**Task:** Beginning with the first line of the data below, set down each line exactly through the line that contains "one atomic request.".

---------- Input ----------

//! Opportunity creation flow
//!
//! A single form drives the create dialog: pick a client and contact,
//! choose the opportunity type (which swaps in a fresh typed detail
//! payload), fill in scope, optionally attach a requirement document, and
//! submit everything as one atomic request.

use salesdesk_domain::{CrmError, Opportunity, OpportunityType, Result, StagedFile, TypeDetails};
use tracing::{debug, warn};

use crate::drafts::ports::OpportunityGateway;

/// Everything the backend needs to create an opportunity in one request
#[derive(Debug, Clone, PartialEq)]
pub struct CreateOpportunityRequest {
    pub opportunity_type: OpportunityType,
    pub client_id: String,
    pub selected_contact_person: Option<String>,
    pub requirement_summary: Option<String>,
    pub participants: u32,
    pub days: u32,
    pub details: TypeDetails,
    pub requirement_document: Option<StagedFile>,
}

/// Working state of the create dialog
#[derive(Debug, Clone, PartialEq)]
pub struct CreationForm {
    pub client_id: Option<String>,
    pub selected_contact_person: Option<String>,
    pub requirement_summary: Option<String>,
    pub participants: u32,
    pub days: u32,
    pub details: TypeDetails,
    pub staged_document: Option<StagedFile>,
    pub error: Option<String>,
}

impl Default for CreationForm {
    fn default() -> Self {
        Self {
            client_id: None,
            selected_contact_person: None,
            requirement_summary: None,
            participants: 0,
            days: 1,
            details: TypeDetails::empty_for(OpportunityType::Training),
            staged_document: None,
            error: None,
        }
    }
}

impl CreationForm {
    pub fn new() -> Self {
        Self::default()
    }

    pub fn opportunity_type(&self) -> OpportunityType {
        self.details.opportunity_type()
    }

    /// Switch the opportunity type.
    ///
    /// Selecting a different type discards the current detail payload and
    /// starts from an empty one, so values from the previous type can never
    /// leak into the request. Re-selecting the current type is a no-op.
    pub fn set_type(&mut self, ty: OpportunityType) {
        if ty != self.details.opportunity_type() {
            self.details = TypeDetails::empty_for(ty);
        }
    }

    /// Attach a requirement document; replaces any previously staged file
    pub fn stage_document(&mut self, file: StagedFile) {
        self.staged_document = Some(file);
    }

    /// Validate the form and assemble the request
    pub fn build(&self) -> Result<CreateOpportunityRequest> {
        let client_id = self
            .client_id
            .clone()
            .ok_or_else(|| CrmError::Validation("a client must be selected".to_string()))?;
        if self.days == 0 {
            return Err(CrmError::Validation("days must be at least 1".to_string()));
        }
        self.validate_details()?;

        Ok(CreateOpportunityRequest {
            opportunity_type: self.details.opportunity_type(),
            client_id,
            selected_contact_person: self.selected_contact_person.clone(),
            requirement_summary: self.requirement_summary.clone(),
            participants: self.participants,
            days: self.days,
            details: self.details.clone(),
            requirement_document: self.staged_document.clone(),
        })
    }

    fn validate_details(&self) -> Result<()> {
        fn required(value: &Option<String>, label: &str) -> Result<()> {
            match value {
                Some(v) if !v.trim().is_empty() => Ok(()),
                _ => Err(CrmError::Validation(format!("{label} is required"))),
            }
        }

        match &self.details {
            TypeDetails::Training(d) => {
                required(&d.technology, "technology")?;
                required(&d.training_name, "training name")
            }
            TypeDetails::Vouchers(d) => {
                if d.number_of_vouchers == 0 {
                    return Err(CrmError::Validation(
                        "at least one voucher is required".to_string(),
                    ));
                }
                required(&d.exam_location, "exam location")
            }
            TypeDetails::LabSupport(d) => {
                required(&d.technology, "technology")?;
                if d.number_of_labs == 0 {
                    return Err(CrmError::Validation("at least one lab is required".to_string()));
                }
                Ok(())
            }
            TypeDetails::ResourceSupport(d) => {
                required(&d.resource_role, "resource role")?;
                if d.number_of_resources == 0 {
                    return Err(CrmError::Validation(
                        "at least one resource is required".to_string(),
                    ));
                }
                Ok(())
            }
            TypeDetails::ContentDevelopment(d) => {
                required(&d.content_type, "content type")?;
                if d.number_of_modules == 0 {
                    return Err(CrmError::Validation(
                        "at least one module is required".to_string(),
                    ));
                }
                Ok(())
            }
            TypeDetails::ProductSupport(d) => required(&d.product_name, "product name"),
        }
    }

    /// Submit the form.
    ///
    /// On success the form resets for the next entry and the created record
    /// is returned; on failure every entered value survives and the error
    /// message is kept for the dialog to display.
    pub async fn submit(&mut self, gateway: &dyn OpportunityGateway) -> Result<Opportunity> {
        let request = match self.build() {
            Ok(request) => request,
            Err(err) => {
                self.error = Some(err.to_string());
                return Err(err);
            }
        };

        debug!(client = %request.client_id, ty = %request.opportunity_type, "creating opportunity");
        match gateway.create(&request).await {
            Ok(record) => {
                *self = Self::default();
                Ok(record)
            }
            Err(err) => {
                warn!(error = %err, "opportunity creation failed");
                self.error = Some(err.to_string());
                Err(err)
            }
        }
    }

    /// Clear the form back to its initial state
    pub fn reset(&mut self) {
        *self = Self::default();
    }
}

#[cfg(test)]
mod tests {
    use std::sync::Mutex;

    use async_trait::async_trait;
    use salesdesk_domain::{TrainingDetails, VoucherDetails};
    use serde_json::json;

    use super::*;
    use crate::drafts::sanitize::SavePayload;

    struct RecordingGateway {
        fail: bool,
        last_request: Mutex<Option<CreateOpportunityRequest>>,
    }

    impl RecordingGateway {
        fn new(fail: bool) -> Self {
            Self { fail, last_request: Mutex::new(None) }
        }
    }

    #[async_trait]
    impl OpportunityGateway for RecordingGateway {
        async fn update(&self, _id: &str, _payload: &SavePayload) -> Result<Opportunity> {
            unimplemented!("not exercised by creation tests")
        }

        async fn upload_requirement_document(
            &self,
            _id: &str,
            _file: StagedFile,
        ) -> Result<String> {
            unimplemented!("not exercised by creation tests")
        }

        async fn create(&self, request: &CreateOpportunityRequest) -> Result<Opportunity> {
            *self.last_request.lock().unwrap() = Some(request.clone());
            if self.fail {
                return Err(CrmError::Network("backend down".to_string()));
            }
            Ok(serde_json::from_value(json!({
                "_id": "opp-new",
                "type": request.opportunity_type,
                "participants": request.participants,
                "days": request.days
            }))
            .unwrap())
        }
    }

    fn filled_training_form() -> CreationForm {
        let mut form = CreationForm::new();
        form.client_id = Some("client-1".to_string());
        form.participants = 15;
        form.days = 4;
        form.details = TypeDetails::Training(TrainingDetails {
            technology: Some("AWS".into()),
            training_name: Some("Architecting on AWS".into()),
            ..TrainingDetails::default()
        });
        form
    }

    #[test]
    fn switching_type_discards_previous_details() {
        let mut form = filled_training_form();
        form.set_type(OpportunityType::Vouchers);
        assert_eq!(form.details, TypeDetails::Vouchers(VoucherDetails::default()));

        // Re-selecting the current type keeps entered values
        form.details = TypeDetails::Vouchers(VoucherDetails {
            number_of_vouchers: 10,
            ..VoucherDetails::default()
        });
        form.set_type(OpportunityType::Vouchers);
        assert_eq!(
            form.details,
            TypeDetails::Vouchers(VoucherDetails {
                number_of_vouchers: 10,
                ..VoucherDetails::default()
            })
        );
    }

    #[test]
    fn build_requires_a_client() {
        let mut form = filled_training_form();
        form.client_id = None;
        let err = form.build().unwrap_err();
        assert!(matches!(err, CrmError::Validation(_)));
    }

    #[test]
    fn build_enforces_per_type_required_fields() {
        let mut form = filled_training_form();
        form.details = TypeDetails::Training(TrainingDetails {
            technology: Some("AWS".into()),
            ..TrainingDetails::default()
        });
        assert!(form.build().is_err());

        form.set_type(OpportunityType::Vouchers);
        form.details = TypeDetails::Vouchers(VoucherDetails {
            number_of_vouchers: 0,
            exam_location: Some("Bengaluru".into()),
            ..VoucherDetails::default()
        });
        assert!(form.build().is_err());

        form.details = TypeDetails::Vouchers(VoucherDetails {
            number_of_vouchers: 25,
            exam_location: Some("Bengaluru".into()),
            ..VoucherDetails::default()
        });
        assert!(form.build().is_ok());
    }

    #[tokio::test]
    async fn successful_submit_resets_the_form() {
        let gateway = RecordingGateway::new(false);
        let mut form = filled_training_form();
        form.stage_document(StagedFile::new("req.pdf", "application/pdf", vec![1, 2]));

        let record = form.submit(&gateway).await.unwrap();
        assert_eq!(record.id, "opp-new");
        assert_eq!(form, CreationForm::default());

        let sent = gateway.last_request.lock().unwrap().clone().unwrap();
        assert_eq!(sent.opportunity_type, OpportunityType::Training);
        assert!(sent.requirement_document.is_some());
    }

    #[tokio::test]
    async fn failed_submit_retains_entries_and_surfaces_error() {
        let gateway = RecordingGateway::new(true);
        let mut form = filled_training_form();

        let err = form.submit(&gateway).await.unwrap_err();
        assert!(matches!(err, CrmError::Network(_)));
        assert_eq!(form.client_id.as_deref(), Some("client-1"));
        assert_eq!(form.error.as_deref(), Some("Network error: backend down"));
    }

    #[tokio::test]
    async fn invalid_form_never_reaches_the_gateway() {
        let gateway = RecordingGateway::new(false);
        let mut form = CreationForm::new();

        assert!(form.submit(&gateway).await.is_err());
        assert!(gateway.last_request.lock().unwrap().is_none());
        assert!(form.error.is_some());
    }
}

----------

**Answer area:**
//! Opportunity creation flow
//!
//! A single form drives the create dialog: pick a client and contact,
//! choose the opportunity type (which swaps in a fresh typed detail
//! payload), fill in scope, optionally attach a requirement document, and
//! submit everything as one atomic request.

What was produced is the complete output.